If you put down: 2000 as the answer. That means nothing to me. Where did you get that? Random? I have no way to know. To arrive at that answer, you would have had to work through a bunch of steps so include those!

 

Here is an example of how to present you work on this problem which would allow me to follow your steps:

1)    Qd=Qs   which is also equal to:

2)    10,000 – 80P = 20P

Next add 80P to both sides and divide by 100 to get:

10,000 =100p

Divide by 100 to get P by itself:

100 = P

This is equilibrium price.

Next, you need equilibrium quantity.

Plug the equilibrium price (100) into either  demand or supply function.

If we plug it into the demand function you get:

Qd= 10,000 – 80*100 = 2,000

(80*100 is 8,000 and 10,000 minus 8,000 is 2,000)

If you plug it into the supply function you get:

Qs = 20*100 = 2,000

Here, the quantity supplied is equal to the quantity demanded. Yea! We did it right.

 

Questions 1-4

 

1. Quarterly demand and supply for the Petram Company is given by Qd = 1000 + 0.5M + 0.25A – 100P and Qs = -750 + 100P, where Q is quantity per quarter, P is price, M is income, and A is advertising expenditure. Suppose that A = 1000 and M =20,000, and answer the following questions.

 

A. What is the equilibrium price and quantity?

B. What is the inverse demand?

 

 

 

 

 

 

2. Consider the following benefit and cost functions: B(X) = 600X -12X2 and C(X) = 20X2. Use this information to answer the following questions.

 

What are the MB and the MC?

What level of X maximizes the net benefit?

What is the net benefit (NB)?

 

 

 

3. Consider the market demand and supply given by the following: Qd = 50 – P and Qs = 2.5 + 1.5P. Use this information to answer the following questions.

 

A. What is the equilibrium price and quantity?

B. If the government sets a price floor of $25, what is the surplus/shortage? If the government buys the surplus, what would be the cost to the government?

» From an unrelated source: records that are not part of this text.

use alloy_primitives::{Address, U256};

/// The world-state storage collaborator the EIP-2935 strategy reads and
/// writes (spec.md §1 treats state storage itself as an external
/// collaborator; this trait is the seam).
pub trait WorldState: Send + Sync {
    /// Reads a storage slot, returning `U256::ZERO` if never written.
    fn get_storage(&self, address: Address, slot: U256) -> U256;
    /// Writes a storage slot.
    fn set_storage(&mut self, address: Address, slot: U256, value: U256);
    /// `true` iff `address` has no deployed code (the "contract not yet
    /// active" case spec.md §4.5 guards `applyBlockhashStateChanges` on).
    fn is_code_empty(&self, address: Address) -> bool;
}

/// Writes the EIP-2935 ring buffer (C6, spec.md §4.5): on each header,
/// `slot = (number - 1) mod ring_size = parent_hash`, but only once the
/// system contract has code.
#[derive(Debug, Clone, Copy)]
pub struct BlockhashStore<S> {
    spec: S,
}

impl<S: reth_chainspec::ReleaseSpec> BlockhashStore<S> {
    /// Builds a store writing through `spec`'s system contract and ring
    /// size.
    pub const fn new(spec: S) -> Self {
        Self { spec }
    }

    /// Applies `header`'s blockhash state change to `world_state`, a
    /// no-op for genesis or while the system contract carries no code.
    pub fn apply_blockhash_state_changes(
        &self,
        world_state: &mut impl WorldState,
        header: &reth_primitives::Header,
    ) {
        if header.number == 0 {
            return;
        }
        let contract = self.spec.blockhash_system_contract();
        if world_state.is_code_empty(contract) {
            return;
        }
        let ring_size = self.spec.blockhash_ring_buffer_size();
        if ring_size == 0 {
            return;
        }

        let slot = U256::from((header.number - 1) % ring_size);
        let value = U256::from_be_bytes(header.parent_hash.0);
        world_state.set_storage(contract, slot, value);
    }
}

/// Minimal in-memory [`WorldState`] used by this crate's own tests and
/// exposed `pub(crate)` so the provider tests can share it.
#[cfg(test)]
pub(crate) mod test_support {
    use super::{Address, WorldState, U256};
    use std::{cell::RefCell, collections::HashMap};

    #[derive(Default)]
    pub(crate) struct MapWorldState {
        storage: RefCell<HashMap<(Address, U256), U256>>,
        nonempty_code: RefCell<std::collections::HashSet<Address>>,
    }

    impl MapWorldState {
        /// Seeds a storage slot from a hash value, callable on a shared
        /// reference so fixtures can be built before the resolver borrows
        /// the world state.
        pub(crate) fn set(&self, address: Address, slot: U256, value: alloy_primitives::B256) {
            self.storage.borrow_mut().insert((address, slot), U256::from_be_bytes(value.0));
        }
    }

    impl WorldState for MapWorldState {
        fn get_storage(&self, address: Address, slot: U256) -> U256 {
            self.storage.borrow().get(&(address, slot)).copied().unwrap_or_default()
        }

        fn set_storage(&mut self, address: Address, slot: U256, value: U256) {
            self.storage.get_mut().insert((address, slot), value);
        }

        fn is_code_empty(&self, address: Address) -> bool {
            !self.nonempty_code.borrow().contains(&address)
        }
    }
}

Please include the letter for each part of your answer (a, b).

 

 

 

4. Consider a market supply and demand represented by the following: Qs = 4P – 120 and Qd = 1000 – 10P. Use this information to answer the following questions.

 

A. Calculate equilibrium price and quantity.

B. What is the consumer surplus?

C. If the government imposes an excise tax of $2, what would be the new equilibrium price, quantity?

D. What would happen to the consumer surplus?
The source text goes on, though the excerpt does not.